Remember when Hilary decided to perform the master stroke in how to win votes and influence people by labelling half the electorate “a basket of deplorables”? Well that lovable child sniffing old scamp Joe Biden has gone one better by suggesting that if black people consider voting for the other guy “they ain’t black”. Where do they find these people? What a massive tit.
A bombshell report has been published revealing for the first time the shocking and unforeseen reasons for the Lib Dem’s shambolic result in the recent general election.
Who could have imagined that the strategy of marketing Jo Swinson as the next Prime Minister would be an unmitigated disaster? Well this report suggests it was. Shocking I know. We were all convinced she would be next PM so what went wrong?
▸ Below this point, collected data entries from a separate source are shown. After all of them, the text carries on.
use serde::{Deserialize, Serialize};

/// A scoped slice of a task targeting exactly one repository, with its own
/// long-lived branch.
///
/// The epic branch is created from the repository's default branch before any
/// story on the epic runs, and exists on the remote for the epic's lifetime.
#[derive(Debug, Clone, Serialize, Deserialize)]
pub struct Epic {
    pub id: String,
    pub name: String,
    /// Name of the single repository this epic targets.
    pub repository: String,
    pub branch_name: String,
    #[serde(default)]
    pub story_ids: Vec<String>,
    /// Epic ids this epic depends on.
    #[serde(default)]
    pub depends_on: Vec<String>,
}

/// The smallest unit an agent implements: one commit chain, one developer,
/// one branch.
#[derive(Debug, Clone, Serialize, Deserialize)]
pub struct Story {
    pub id: String,
    pub title: String,
    pub epic_id: String,
    pub branch_name: String,
    #[serde(default)]
    pub acceptance_criteria: Vec<String>,
    #[serde(default)]
    pub status: StoryStatus,
}

/// Story lifecycle status, doubling as the checkpoint stage.
///
/// Pipeline stages form a total order; `rejected`, `failed` and
/// `merge_conflict` sit outside it. `merge_conflict` is the non-terminal
/// parked-for-human state: the branch is preserved and later stories
/// continue.
#[derive(Debug, Clone, Copy, PartialEq, Eq, Serialize, Deserialize, Default)]
#[serde(rename_all = "snake_case")]
pub enum StoryStatus {
    #[default]
    NotStarted,
    CodeGenerating,
    CodeWritten,
    Pushed,
    JudgeEvaluating,
    MergedToEpic,
    Completed,
    Rejected,
    Failed,
    MergeConflict,
}

impl StoryStatus {
    pub fn as_str(&self) -> &'static str {
        match self {
            Self::NotStarted => "not_started",
            Self::CodeGenerating => "code_generating",
            Self::CodeWritten => "code_written",
            Self::Pushed => "pushed",
            Self::JudgeEvaluating => "judge_evaluating",
            Self::MergedToEpic => "merged_to_epic",
            Self::Completed => "completed",
            Self::Rejected => "rejected",
            Self::Failed => "failed",
            Self::MergeConflict => "merge_conflict",
        }
    }

    pub fn from_str(s: &str) -> Result<Self, String> {
        match s {
            "not_started" => Ok(Self::NotStarted),
            "code_generating" => Ok(Self::CodeGenerating),
            "code_written" => Ok(Self::CodeWritten),
            "pushed" => Ok(Self::Pushed),
            "judge_evaluating" => Ok(Self::JudgeEvaluating),
            "merged_to_epic" => Ok(Self::MergedToEpic),
            "completed" => Ok(Self::Completed),
            "rejected" => Ok(Self::Rejected),
            "failed" => Ok(Self::Failed),
            "merge_conflict" => Ok(Self::MergeConflict),
            _ => Err(format!("Invalid story status: {}", s)),
        }
    }

    /// Position in the pipeline stage order, or None for statuses outside it.
    pub fn stage_rank(&self) -> Option<u8> {
        match self {
            Self::NotStarted => Some(0),
            Self::CodeGenerating => Some(1),
            Self::CodeWritten => Some(2),
            Self::Pushed => Some(3),
            Self::JudgeEvaluating => Some(4),
            Self::MergedToEpic => Some(5),
            Self::Completed => Some(6),
            Self::Rejected | Self::Failed | Self::MergeConflict => None,
        }
    }

    /// No further automated work happens from these states.
    pub fn is_terminal(&self) -> bool {
        matches!(self, Self::Completed | Self::Rejected | Self::Failed)
    }

    /// The story counts against an epic's completion check.
    pub fn is_settled(&self) -> bool {
        self.is_terminal() || matches!(self, Self::MergeConflict)
    }

    /// Whether a checkpoint transition from `self` to `next` advances the
    /// pipeline. Transitions into the alternative terminals are always
    /// allowed; staged transitions must be monotonic.
    pub fn allows_transition_to(&self, next: StoryStatus) -> bool {
        match (self.stage_rank(), next.stage_rank()) {
            (Some(from), Some(to)) => to >= from,
            // Entering rejected/failed/merge_conflict is always permitted
            (_, None) => true,
            // Leaving a parked state re-enters the staged order
            (None, Some(_)) => matches!(self, Self::MergeConflict),
        }
    }
}

#[cfg(test)]
mod tests {
    use super::*;

    #[test]
    fn test_status_roundtrip() {
        for status in [
            StoryStatus::NotStarted,
            StoryStatus::CodeGenerating,
            StoryStatus::CodeWritten,
            StoryStatus::Pushed,
            StoryStatus::JudgeEvaluating,
            StoryStatus::MergedToEpic,
            StoryStatus::Completed,
            StoryStatus::Rejected,
            StoryStatus::Failed,
            StoryStatus::MergeConflict,
        ] {
            assert_eq!(StoryStatus::from_str(status.as_str()), Ok(status));
        }
        assert!(StoryStatus::from_str("bogus").is_err());
    }

    #[test]
    fn test_stage_order_is_total_over_pipeline_stages() {
        let order = [
            StoryStatus::NotStarted,
            StoryStatus::CodeGenerating,
            StoryStatus::CodeWritten,
            StoryStatus::Pushed,
            StoryStatus::JudgeEvaluating,
            StoryStatus::MergedToEpic,
            StoryStatus::Completed,
        ];
        for pair in order.windows(2) {
            assert!(pair[0].stage_rank() < pair[1].stage_rank());
        }
    }

    #[test]
    fn test_terminals() {
        assert!(StoryStatus::Completed.is_terminal());
        assert!(StoryStatus::Rejected.is_terminal());
        assert!(StoryStatus::Failed.is_terminal());
        assert!(!StoryStatus::MergeConflict.is_terminal());
        assert!(StoryStatus::MergeConflict.is_settled());
        assert!(!StoryStatus::Pushed.is_terminal());
    }

    #[test]
    fn test_transitions_monotonic() {
        assert!(StoryStatus::CodeGenerating.allows_transition_to(StoryStatus::CodeWritten));
        assert!(StoryStatus::Pushed.allows_transition_to(StoryStatus::Pushed));
        assert!(!StoryStatus::Pushed.allows_transition_to(StoryStatus::CodeGenerating));
        assert!(StoryStatus::JudgeEvaluating.allows_transition_to(StoryStatus::Rejected));
        assert!(StoryStatus::MergeConflict.allows_transition_to(StoryStatus::MergedToEpic));
        assert!(!StoryStatus::Failed.allows_transition_to(StoryStatus::CodeGenerating));
    }
}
The report also reveals that Jo Swinson was unpopular amongst the male demographic because of “misogyny and sexism coming into play” but she also saw support from women “fall significantly during the campaign”. I suppose one action to put in place going forward for the Lib Dem’s is to appeal more to men and women. I’m no political strategist by any means but I think this would be a beneficial move.
She also failed to target black and other minority ethnic groups according to the report, and targeted seats where the Lib Dem’s had no presence and no chance of winning based on the over optimism of flawed polls carried out by a Lib Dem activist and failed to do the work in her own constituency.
The anti brexit feeling was also grossly over estimated, and the policy of reversing brexit without a referendum appealed to hardly anybody.
I could have told you all this before the referendum. Why can’t highly paid political strategists and advisors not see this until it’s too late?
Name these football clubs based on the cryptic clues:
1. Always one hundred 2. A burglars entry 3. Light this when naked 4. This pig has eaten too much 5. The latest fort 6. Where cattle cross the river 7. How’s your dads wife? 8. Roger Moore meets The Queen 9. Shit club full of scummy w*nkers 10. Trundle weighs the same as a duck. What should we do with him?
Don’t overdo it with the tossing. And we must remember the true reason for this day as we remember that time Jesus ate so many pancakes he couldn’t fit into his tunic so had to go on a diet for forty days.
Congratulations to the official hero of the year, a Mr Slowthai (no me neither), who heroically displayed his heroic heroism by heroically attempting to sexually assault the presenter in a heroic fashion before trying to glass and assault members of the audience. Heroically of course.
The bloke living inside my magic radio box just told me that the figures for the NHS in Wales are the worst on record for the fourth month running. Mark Drakeford needs to use his impressive talents and get to grips with this issue. I’m sure he will because he is a great leader.
Has anybody ever done this at the supermarket? They give you a sort of futuristic scanning device and you scan your own stuff. I tried it for the first time and I thought I’d scanned everything but on checking my receipt it seems I missed quite a few items so I presumably got them for free. Being an honest sort of a chap do I go back in tomorrow and settle up or just let it go?